The tunnel, the light, the battle-plan


The tunnel, the light, the battle-plan

Mapping the COVID-19 spread-effects shows a resemblance with the Great Recession of 2007-10 and the Black Monday-anchored 1987 recession. On the one hand was an epicentre located in the global 'north', and on the other, the spread-effects spilling out across the global 'south'. An increasingly fluid concentric-circled pattern awaits us.

Whereas a rough 1987 map shows an Atlantic epicentre, with the subsequent 1990s economic rally becoming one of the longest 20th century growth-rate phases, a 2007 map also finds a similarly located epicentre, this time followed by a decade-long global economy still sputtering. One inherent message from this post-recession comparison may critically explain why the current COVID recovery is being so uphill: when the US economy rallied after 1987, it carried the rest of the world's recovery, since a fading Japan's claim to global economic leadership was clipped right there, China was still a half-baked world leader, and Europeans diverted more of their attention and resources to continental economic integration than any global leadership scrambles; yet after the Great Recession, neither the United States, nor any other country, has what it takes to hold the world together.
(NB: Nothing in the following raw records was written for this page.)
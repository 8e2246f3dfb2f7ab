//! Error types for hq configuration.

use std::io;
use std::path::PathBuf;

use hq_query::FieldError;
use thiserror::Error;
use toml::{de, ser};

/// Errors that can occur when loading or processing configuration.
#[derive(Debug, Error)]
pub enum ConfigError {
    /// Failed to read a configuration file.
    #[error("failed to read config file {path}: {source}")]
    ReadFile {
        /// Path to the file that could not be read.
        path: PathBuf,
        /// Underlying I/O error.
        source: io::Error,
    },

    /// Failed to parse TOML configuration.
    #[error("failed to parse config file {path}: {source}")]
    ParseToml {
        /// Path to the file that could not be parsed.
        path: PathBuf,
        /// Underlying TOML parse error.
        source: de::Error,
    },

    /// Failed to render settings as TOML.
    #[error("failed to serialize settings: {0}")]
    SerializeToml(#[from] ser::Error),

    /// Failed to determine home directory.
    #[error("could not determine home directory")]
    NoHomeDirectory,

    /// The configured search fields do not form a valid field set.
    #[error("invalid search fields: {0}")]
    Fields(#[from] FieldError),
}
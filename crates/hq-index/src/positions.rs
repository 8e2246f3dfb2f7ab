//! Position renumbering filter.
//!
//! Filters that drop tokens (stop words, over-long tokens) leave holes in
//! token positions. Query words are analyzed one at a time, so a phrase query
//! always expects its terms at consecutive positions. This filter renumbers
//! the surviving tokens 0, 1, 2, ... so indexed text lines up with phrases
//! built from the same analyzer.

use tantivy::tokenizer::{Token, TokenFilter, TokenStream, Tokenizer};

/// Token filter assigning consecutive positions to the tokens that reach it.
#[derive(Clone, Copy, Debug, Default)]
pub struct ContiguousPositions;

impl TokenFilter for ContiguousPositions {
    type Tokenizer<T: Tokenizer> = ContiguousPositionsFilter<T>;

    fn transform<T: Tokenizer>(self, tokenizer: T) -> Self::Tokenizer<T> {
        ContiguousPositionsFilter { tokenizer }
    }
}

/// Tokenizer wrapper produced by [`ContiguousPositions`].
#[derive(Clone)]
pub struct ContiguousPositionsFilter<T> {
    /// The wrapped tokenizer.
    tokenizer: T,
}

impl<T: Tokenizer> Tokenizer for ContiguousPositionsFilter<T> {
    type TokenStream<'a> = ContiguousPositionsStream<T::TokenStream<'a>>;

    fn token_stream<'a>(&'a mut self, text: &'a str) -> Self::TokenStream<'a> {
        ContiguousPositionsStream {
            tail: self.tokenizer.token_stream(text),
            next_position: 0,
        }
    }
}

/// Token stream produced by [`ContiguousPositionsFilter`].
pub struct ContiguousPositionsStream<T> {
    /// The upstream token stream.
    tail: T,
    /// Position given to the next token.
    next_position: usize,
}

impl<T: TokenStream> TokenStream for ContiguousPositionsStream<T> {
    fn advance(&mut self) -> bool {
        if !self.tail.advance() {
            return false;
        }
        let position = self.next_position;
        self.tail.token_mut().position = position;
        self.next_position += 1;
        true
    }

    fn token(&self) -> &Token {
        self.tail.token()
    }

    fn token_mut(&mut self) -> &mut Token {
        self.tail.token_mut()
    }
}
//! CLI support for the `hq` binary.

pub mod args;
pub mod commands;
pub mod context;
pub mod output;

pub use context::CommandContext;
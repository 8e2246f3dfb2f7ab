//! Index schema helpers.
//!
//! The execution adapter only needs two things from a schema: a stored
//! `href` key identifying each document, and one positional text field per
//! searched field, analyzed with [`HQ_TOKENIZER`].

use std::collections::HashSet;

use hq_query::FieldSet;
use tantivy::schema::{
    Field, FieldType, IndexRecordOption, STORED, STRING, Schema, TextFieldIndexing, TextOptions,
};

use crate::{IndexError, analyzer::HQ_TOKENIZER};

/// Stored key field identifying a help document.
pub const HREF_FIELD: &str = "href";

/// Text field options: analyzed with positions (for phrases), stored.
fn text_options() -> TextOptions {
    TextOptions::default()
        .set_indexing_options(
            TextFieldIndexing::default()
                .set_tokenizer(HQ_TOKENIZER)
                .set_index_option(IndexRecordOption::WithFreqsAndPositions),
        )
        .set_stored()
}

/// Builds a schema able to serve every field of the field set.
///
/// Repeated field names are added once.
pub fn build_schema(fields: &FieldSet) -> Schema {
    let mut builder = Schema::builder();
    builder.add_text_field(HREF_FIELD, STRING | STORED);

    let mut seen = HashSet::new();
    for spec in fields {
        if spec.name != HREF_FIELD && seen.insert(spec.name.as_str()) {
            builder.add_text_field(&spec.name, text_options());
        }
    }

    builder.build()
}

/// Resolves a field name to a searchable text field.
pub fn text_field(schema: &Schema, name: &str) -> Result<Field, IndexError> {
    let field = schema
        .get_field(name)
        .map_err(|_| IndexError::UnknownField(name.to_string()))?;
    match schema.get_field_entry(field).field_type() {
        FieldType::Str(_) => Ok(field),
        _ => Err(IndexError::NotTextField(name.to_string())),
    }
}
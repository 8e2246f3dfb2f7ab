//! Command-line interface for `hq`.

use std::process::ExitCode;

use hq::cli::{
    CommandContext,
    args::{Commands, parse_cli},
    commands,
};

fn main() -> ExitCode {
    let cli = parse_cli();

    let ctx = match cli.command {
        Commands::Init(_) => CommandContext::load_cwd_only(),
        _ => CommandContext::load(),
    };
    match ctx {
        Ok(ctx) => commands::run(cli.command, &ctx),
        Err(code) => code,
    }
}
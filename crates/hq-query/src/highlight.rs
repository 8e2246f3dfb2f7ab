//! Highlight term projection.

use crate::normalize::NormalizedToken;

/// Flattens the normalized stream into space-separated terms for highlighting.
///
/// Terms from term and phrase tokens appear in query order; operators are
/// skipped.
pub fn flatten(tokens: &[NormalizedToken]) -> String {
    tokens
        .iter()
        .flat_map(NormalizedToken::terms)
        .collect::<Vec<_>>()
        .join(" ")
}
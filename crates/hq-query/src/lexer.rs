//! Query lexer (tokenizer).
//!
//! Splits a raw query string into lexical tokens. Quotation marks toggle
//! between unquoted and quoted spans: unquoted spans are split on whitespace
//! and checked for the reserved words `AND`, `OR` and `NOT`, quoted spans are
//! kept verbatim as a single phrase.

use serde::Serialize;
use tracing::debug;

/// The quotation character that delimits phrases.
const QUOTE: char = '"';

/// A token in the user query language.
#[derive(Debug, Clone, PartialEq, Eq, Serialize)]
#[serde(tag = "kind", content = "text", rename_all = "snake_case")]
pub enum LexicalToken {
    /// A bare word outside quotes.
    Word(String),

    /// The raw contents of a quoted segment (quotes stripped).
    Phrase(String),

    /// The AND keyword.
    And,

    /// The OR keyword.
    Or,

    /// The NOT keyword.
    Not,
}

impl LexicalToken {
    /// Classifies an unquoted word, recognizing the reserved operator words
    /// case-insensitively.
    fn from_word(word: &str) -> Self {
        if word.eq_ignore_ascii_case("AND") {
            Self::And
        } else if word.eq_ignore_ascii_case("OR") {
            Self::Or
        } else if word.eq_ignore_ascii_case("NOT") {
            Self::Not
        } else {
            Self::Word(word.to_string())
        }
    }

    /// Returns true for the AND, OR and NOT markers.
    pub fn is_operator(&self) -> bool {
        matches!(self, Self::And | Self::Or | Self::Not)
    }
}

/// Tokenizes a raw query string.
///
/// The input is trimmed, then split at every quotation mark. Segments
/// alternate between outside and inside quotes, starting outside. A quoted
/// segment becomes a [`LexicalToken::Phrase`] only once its closing quote is
/// seen: the contents of an unterminated trailing quote are discarded.
pub fn tokenize(raw: &str) -> Vec<LexicalToken> {
    let segments: Vec<&str> = raw.trim().split(QUOTE).collect();
    let last = segments.len() - 1;
    let mut tokens = Vec::new();

    for (index, segment) in segments.iter().enumerate() {
        let quoted = index % 2 == 1;
        if !quoted {
            tokens.extend(segment.split_whitespace().map(LexicalToken::from_word));
        } else if index < last {
            tokens.push(LexicalToken::Phrase((*segment).to_string()));
        } else {
            debug!(fragment = %segment, "dropping unterminated quoted fragment");
        }
    }

    tokens
}

/// Reports whether [`tokenize`] will discard a dangling quoted fragment.
///
/// This is the case whenever the query contains an odd number of quotation
/// marks.
pub fn has_unterminated_quote(raw: &str) -> bool {
    raw.chars().filter(|&c| c == QUOTE).count() % 2 == 1
}
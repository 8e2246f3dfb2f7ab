//! Locating `.hq.toml` files.
//!
//! Every directory from the starting point up to the filesystem root may
//! contribute a config file. The global `~/.hq.toml` is consulted last.

use std::path::{Path, PathBuf};

use directories::BaseDirs;

use crate::{ConfigError, parse::is_root_config};

/// The configuration filename.
pub const CONFIG_FILENAME: &str = ".hq.toml";

/// Collects the config files that apply to `cwd`, highest precedence first.
///
/// Walks from `cwd` towards the filesystem root. A file with `root = true`
/// ends the walk and suppresses the global config; otherwise `~/.hq.toml` is
/// appended when present. Directories named `.hq.toml` are ignored.
pub fn discover_config_files(cwd: &Path) -> Vec<PathBuf> {
    let mut configs = Vec::new();

    for dir in cwd.ancestors() {
        let candidate = dir.join(CONFIG_FILENAME);
        if !candidate.is_file() {
            continue;
        }
        let stop = is_root_config(&candidate);
        configs.push(candidate);
        if stop {
            return configs;
        }
    }

    if let Some(global) = global_config_path()
        && global.is_file()
        && !configs.contains(&global)
    {
        configs.push(global);
    }

    configs
}

/// Returns the path of the global config file, `~/.hq.toml`.
///
/// Returns `None` if the home directory cannot be determined.
pub fn global_config_path() -> Option<PathBuf> {
    BaseDirs::new().map(|dirs| dirs.home_dir().join(CONFIG_FILENAME))
}

/// Like [`global_config_path`], but reports a missing home directory as an error.
pub fn require_global_config_path() -> Result<PathBuf, ConfigError> {
    global_config_path().ok_or(ConfigError::NoHomeDirectory)
}

/// Checks if a path is the global configuration file.
pub fn is_global_config(path: &Path) -> bool {
    global_config_path().is_some_and(|global| path == global)
}
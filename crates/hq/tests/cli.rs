//! CLI integration tests for hq commands.
//!
//! These tests focus on exit codes and the key lines of each command's
//! output, not exact formatting.

// Integration tests live outside cfg(test) by design
#![allow(clippy::tests_outside_test_module)]

use std::{fs, path::Path};

use assert_cmd::Command;
use predicates::prelude::*;

/// Helper to create a temp directory for tests.
fn temp_dir() -> tempfile::TempDir {
    tempfile::tempdir().unwrap()
}

/// Helper to get an hq command.
fn hq() -> Command {
    #[allow(deprecated)]
    Command::cargo_bin("hq").unwrap()
}

/// Runs `hq` inside `dir`, with HOME pointing there too.
fn hq_in(dir: &Path) -> Command {
    let mut cmd = hq();
    cmd.env("HOME", dir).current_dir(dir);
    cmd
}

/// Writes a `.hq.toml` that stops discovery at `dir`.
fn write_config(dir: &Path, search: &str) {
    fs::write(
        dir.join(".hq.toml"),
        format!("root = true\n\n[search]\n{search}"),
    )
    .unwrap();
}

/// Runs `hq explain --json` and parses the output.
fn explain_json(dir: &Path, args: &[&str]) -> serde_json::Value {
    let output = hq_in(dir)
        .arg("explain")
        .args(args)
        .arg("--json")
        .output()
        .unwrap();
    assert!(output.status.success());
    serde_json::from_slice(&output.stdout).unwrap()
}

mod explain {
    use super::*;

    #[test]
    fn plain_words_get_phrase_boost() {
        let dir = temp_dir();
        hq_in(dir.path())
            .args(["explain", "java editor", "--no-stop-words"])
            .assert()
            .success()
            .stdout(predicate::str::contains(
                "Query string: (+contents:java +contents:editor) contents:\"java editor\"^10",
            ))
            .stdout(predicate::str::contains("Highlight:    java editor"));
    }

    #[test]
    fn named_field_is_boosted() {
        let dir = temp_dir();
        hq_in(dir.path())
            .args(["explain", "java", "-f", "title", "--no-stop-words"])
            .assert()
            .success()
            .stdout(predicate::str::contains("Fields:       title^5 contents"))
            .stdout(predicate::str::contains("title:java^5 contents:java"));
    }

    #[test]
    fn no_improve_ranking_drops_phrase() {
        let dir = temp_dir();
        hq_in(dir.path())
            .args(["explain", "java editor", "--no-stop-words", "--no-improve-ranking"])
            .assert()
            .success()
            .stdout(predicate::str::contains(
                "Query string: +contents:java +contents:editor\n",
            ));
    }

    #[test]
    fn prohibited_only_query_has_no_tree() {
        let dir = temp_dir();
        hq_in(dir.path())
            .args(["explain", "NOT java", "--no-stop-words"])
            .assert()
            .success()
            .stdout(predicate::str::contains("Query string: (no query)"))
            .stdout(predicate::str::contains("Highlight:    java"));
    }

    #[test]
    fn stemming_applies() {
        let dir = temp_dir();
        hq_in(dir.path())
            .args(["explain", "editors", "--no-stop-words"])
            .assert()
            .success()
            .stdout(predicate::str::contains("Normalized:   [editor]"));
    }

    #[test]
    fn unterminated_quote_warns() {
        let dir = temp_dir();
        hq_in(dir.path())
            .args(["explain", "java \"content assist", "--no-stop-words"])
            .assert()
            .success()
            .stderr(predicate::str::contains("warning: unterminated quote"))
            .stdout(predicate::str::contains("Lexical:      [java]\n"));
    }

    #[test]
    fn uppercase_wildcard_warns() {
        let dir = temp_dir();
        hq_in(dir.path())
            .args(["explain", "Edit* java", "--no-stop-words"])
            .assert()
            .success()
            .stderr(predicate::str::contains(
                "warning: wildcard 'Edit*' is matched case-sensitively",
            ))
            .stdout(predicate::str::contains("contents:Edit*"));
    }

    #[test]
    fn lowercase_wildcard_is_quiet() {
        let dir = temp_dir();
        hq_in(dir.path())
            .args(["explain", "edit*", "--no-stop-words"])
            .assert()
            .success()
            .stderr(predicate::str::contains("wildcard").not());
    }

    #[test]
    fn json_output() {
        let dir = temp_dir();
        let value = explain_json(dir.path(), &["\"content assist\" OR java", "--no-stop-words"]);
        assert_eq!(value["raw"], "\"content assist\" OR java");
        assert_eq!(value["lexical"][0]["kind"], "phrase");
        assert_eq!(value["lexical"][1]["kind"], "or");
        assert_eq!(value["highlight_terms"], "content assist java");
        assert_eq!(value["unterminated_quote"], false);
        assert_eq!(value["fields"][0]["name"], "contents");
        assert!(value["tree"].is_object());
        assert!(value["query_string"].is_string());
    }

    #[test]
    fn json_without_tree() {
        let dir = temp_dir();
        let value = explain_json(dir.path(), &["NOT java", "--no-stop-words"]);
        assert!(value["tree"].is_null());
        assert!(value["query_string"].is_null());
    }

    #[test]
    fn config_fields_are_used() {
        let dir = temp_dir();
        write_config(dir.path(), "fields = \"title\"\nfield_boost = 3.0\nstop_words = false\n");
        hq_in(dir.path())
            .args(["explain", "java"])
            .assert()
            .success()
            .stdout(predicate::str::contains("title:java^3 contents:java"));
    }

    #[test]
    fn flags_override_config() {
        let dir = temp_dir();
        write_config(dir.path(), "fields = \"title\"\nstop_words = false\n");
        let value = explain_json(dir.path(), &["java", "-f", "summary", "--field-search-only"]);
        assert_eq!(value["fields"].as_array().unwrap().len(), 1);
        assert_eq!(value["fields"][0]["name"], "summary");
    }

    #[test]
    fn unknown_stemmer_fails() {
        let dir = temp_dir();
        hq_in(dir.path())
            .args(["explain", "java", "--stemmer", "klingon"])
            .assert()
            .failure()
            .stderr(predicate::str::contains("unsupported stemmer language: klingon"));
    }

    #[test]
    fn field_search_only_without_fields_fails() {
        let dir = temp_dir();
        hq_in(dir.path())
            .args(["explain", "java", "--field-search-only"])
            .assert()
            .failure()
            .stderr(predicate::str::contains("invalid search fields"));
    }

    #[test]
    fn invalid_config_fails() {
        let dir = temp_dir();
        fs::write(dir.path().join(".hq.toml"), "root = true\n[search\n").unwrap();
        hq_in(dir.path())
            .args(["explain", "java"])
            .assert()
            .failure()
            .stderr(predicate::str::contains("failed to load configuration"));
    }
}

mod config {
    use super::*;

    #[test]
    fn shows_defaults() {
        let dir = temp_dir();
        hq_in(dir.path())
            .arg("config")
            .assert()
            .success()
            .stdout(predicate::str::contains("[search]"))
            .stdout(predicate::str::contains("default_field = \"contents\""))
            .stdout(predicate::str::contains("stemmer = \"english\""));
    }

    #[test]
    fn shows_merged_settings() {
        let dir = temp_dir();
        write_config(dir.path(), "stemmer = \"german\"\n");
        hq_in(dir.path())
            .arg("config")
            .assert()
            .success()
            .stdout(predicate::str::contains("stemmer = \"german\""));
    }

    #[test]
    fn warns_about_suspicious_settings() {
        let dir = temp_dir();
        write_config(dir.path(), "fields = [\"title\", \"title\"]\n");
        hq_in(dir.path())
            .arg("config")
            .assert()
            .success()
            .stderr(predicate::str::contains(
                "warning: field 'title' is listed more than once",
            ));
    }
}

mod init {
    use super::*;

    #[test]
    fn creates_config_file() {
        let dir = temp_dir();
        let work = dir.path().join("project");
        fs::create_dir(&work).unwrap();

        hq()
            .env("HOME", dir.path())
            .current_dir(&work)
            .arg("init")
            .assert()
            .success()
            .stdout(predicate::str::contains("Created"));

        let contents = fs::read_to_string(work.join(".hq.toml")).unwrap();
        assert!(contents.contains("# [search]"));
        assert!(contents.contains("# stemmer = \"english\""));
    }

    #[test]
    fn fails_if_config_exists() {
        let dir = temp_dir();
        fs::write(dir.path().join(".hq.toml"), "existing").unwrap();

        hq_in(dir.path())
            .arg("init")
            .assert()
            .failure()
            .stderr(predicate::str::contains("already exists"));

        let contents = fs::read_to_string(dir.path().join(".hq.toml")).unwrap();
        assert_eq!(contents, "existing");
    }

    #[test]
    fn force_overwrites_even_invalid_config() {
        let dir = temp_dir();
        fs::write(dir.path().join(".hq.toml"), "[search\n").unwrap();

        hq_in(dir.path()).args(["init", "--force"]).assert().success();

        let contents = fs::read_to_string(dir.path().join(".hq.toml")).unwrap();
        assert!(contents.contains("# [search]"));
    }

    #[test]
    fn written_template_loads() {
        let dir = temp_dir();
        hq_in(dir.path()).arg("init").assert().success();

        hq_in(dir.path())
            .arg("config")
            .assert()
            .success()
            .stdout(predicate::str::contains("stemmer = \"english\""));
    }
}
COVID recovery misses that anchor.

Whereas the 1990s rally evoked over-confidence, prompted by foot-loose neo-liberalism, which facilitated sub-prime borrowing that the entire pre-2007 housing expansion was premised upon (even though other secular forces that accompany ageing societies also crept in elsewhere, particularly in developed countries--DCs), the Great Recession emanated from the excesses of neo-liberalism, to add to which were the simultaneous military expenditures spike and terrorism-laced developments. COVID responses have been trapped by the labour free-flows facilitated by the 1990s rally, in particularly of illegal forms, but suspicion generated by the newly constructed alliances after 9/11, especially related to the Middle East, extinguished any economic steam.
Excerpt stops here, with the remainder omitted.